Transcriptome and proteome profiling of neural stem cells from the human subventricular zone in Parkinson's disease

It is currently accepted that the human brain has a limited neurogenic capacity and an impaired regenerative potential. We have previously shown the existence of CD271-expressing neural stem cells (NSCs) in the subventricular zone (SVZ) of Parkinson’s disease (PD) patients, which proliferate and differentiate towards neurons and glial cells in vitro. To study the molecular profile of these NSCs in detail, we performed RNA sequencing and mass spectrometry on CD271+ NSCs isolated from human post-mortem SVZ and on homogenates of the SVZ. CD271+ cells were isolated through magnetic cell separation (MACS). We first compared the molecular profile of CD271+ NSCs to the SVZ homogenate from control donors to assess the CD271+ NSCs gene signature and finally made a comparison between controls and PD patients to establish a specific molecular profile of NSCs and the SVZ in PD. While our transcriptome analysis did not identify any differentially expressed genes in the SVZ between control and PD patients, our proteome analysis revealed several proteins that were differentially expressed in PD. Some of these proteins are involved in cytoskeletal organization and mitochondrial function. Transcriptome and proteome analyses of NSCs from PD revealed changes in the expression of genes and proteins involved in metabolism, transcriptional activity and cytoskeletal organization. Our results not only confirm pathological hallmarks of PD (e.g. impaired mitochondrial function), but also suggest that NSCs may transit into a primed-quiescent state, that is in an “alert” non-proliferative phase in PD. From post-mortem human SVZ of control and Parkinson disease donors we isolated CD271+ NSCs and Cd11b+ microglia by MACS and the whole SVZ to generate RNA sequencing libraries using Celseq2 method. We aimed for low coverage sequencing (~2 million mapped to the coding regions) per sample to investigate the gross changes in the transcriptome. Libraries (rpi small primer) were sequenced in 3 runs, 2 on an Illumina NextSeq500 using 75-bp paired-end sequencing at the Utrecht Seuqencing center (USEQ) and the third on a HiSeq4000 using 150-bp paired-end sequencing at Genomescan. All the samples were mapped in a single run to an average depth of ~10 million reads per sample. Reads were mapped to the latest human coding transcriptome using bwa, normalized and analyzed using the standard DESEQ2 package.

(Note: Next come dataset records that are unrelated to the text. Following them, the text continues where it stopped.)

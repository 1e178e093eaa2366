use std::sync::Arc;

use clap::Parser;
use tokio::sync::RwLock;
use tracing_subscriber::EnvFilter;

use hana_sql_exporter::cli::{Cli, Command};
use hana_sql_exporter::config::{CliOverrides, Config};
use hana_sql_exporter::secrets::EnvSecretStore;
use hana_sql_exporter::tenant;

#[tokio::main]
async fn main() -> anyhow::Result<()> {
    let cli = Cli::parse();

    match cli.command {
        Command::Convert(args) => {
            hana_sql_exporter::convert::convert_file(&args.input, &args.output)?;
            println!("wrote {}", args.output.display());
            Ok(())
        }
        Command::Web(args) => run_web(args).await,
    }
}

async fn run_web(args: hana_sql_exporter::cli::WebArgs) -> anyhow::Result<()> {
    let overrides = CliOverrides {
        timeout: args.timeout,
        ip: args.ip,
        port: args.port,
        log_level: args.log_level,
        log_file: args.log_file,
    };
    let mut config = Config::load(&args.config, &overrides)?;
    if args.component_aware_versions {
        config.component_aware_versions = true;
    }
    config.adapt_schema_filters();

    tracing_subscriber::fmt()
        .with_env_filter(EnvFilter::try_from_default_env().unwrap_or_else(|_| {
            EnvFilter::new(format!("hana_sql_exporter={},tower_http=info", config.log_level))
        }))
        .init();

    let secrets = EnvSecretStore;
    let connect_timeout = std::time::Duration::from_secs(config.timeout);
    let tenants = tenant::prepare_tenants(&config.tenants, &secrets, connect_timeout).await;
    tracing::info!(count = tenants.len(), "tenants prepared");

    let config = Arc::new(config);
    let tenants = Arc::new(RwLock::new(tenants));

    hana_sql_exporter::web::serve(config, tenants).await
}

目前学界公认，人类大脑具备有限的神经发生能力与受损的再生潜能。我们此前已证实，帕金森病（Parkinson’s Disease, PD）患者脑室下区（subventricular zone, SVZ）中存在表达CD271的神经干细胞（neural stem cells, NSCs），这类细胞在体外可增殖并分化为神经元与神经胶质细胞。为深入解析这类神经干细胞的分子特征，我们对从人类死后脑室下区分离得到的CD271阳性神经干细胞，以及脑室下区组织匀浆进行了RNA测序与质谱分析。CD271阳性细胞通过磁性细胞分选（magnetic cell separation, MACS）完成分离。我们首先将CD271阳性神经干细胞的分子特征与对照供体的脑室下区组织匀浆进行比对，以明确CD271阳性神经干细胞的基因表达特征；最终通过对比对照组与帕金森病患者样本，确立帕金森病患者中神经干细胞与脑室下区的特异性分子图谱。尽管转录组分析未在对照组与帕金森病患者的脑室下区中鉴定出任何差异表达基因，但蛋白质组分析揭示了多种在帕金森病患者中存在差异表达的蛋白质，其中部分参与细胞骨架组织与线粒体功能调控。对帕金森病患者神经干细胞的转录组与蛋白质组分析显示，参与代谢、转录活性及细胞骨架组织的基因与蛋白质表达发生了改变。我们的研究结果不仅验证了帕金森病的病理标志（如线粒体功能受损），还提示帕金森病患者体内的神经干细胞可能进入了一种预激活静息状态，即处于“警觉性”的非增殖阶段。我们从对照及帕金森病供体的死后人类脑室下区中，通过磁性细胞分选分离得到CD271阳性神经干细胞与CD11b阳性小胶质细胞，并获取完整脑室下区组织，采用Celseq2方法构建RNA测序文库。我们旨在对每个样本进行低覆盖度测序（约200万条reads比对至编码区），以探究转录组的整体变化。文库（使用rpi小引物）分三批完成测序：两批在乌得勒支测序中心（Utrecht Sequencing Center, USEQ）的Illumina NextSeq500平台上采用75 bp双端测序，第三批在Genomescan实验室的HiSeq4000平台上采用150 bp双端测序。所有样本统一在一次分析中完成比对，平均比对深度约为每个样本1000万条reads。我们使用bwa工具将reads比对至最新版人类编码转录组，随后采用标准DESEQ2软件包完成数据标准化与分析。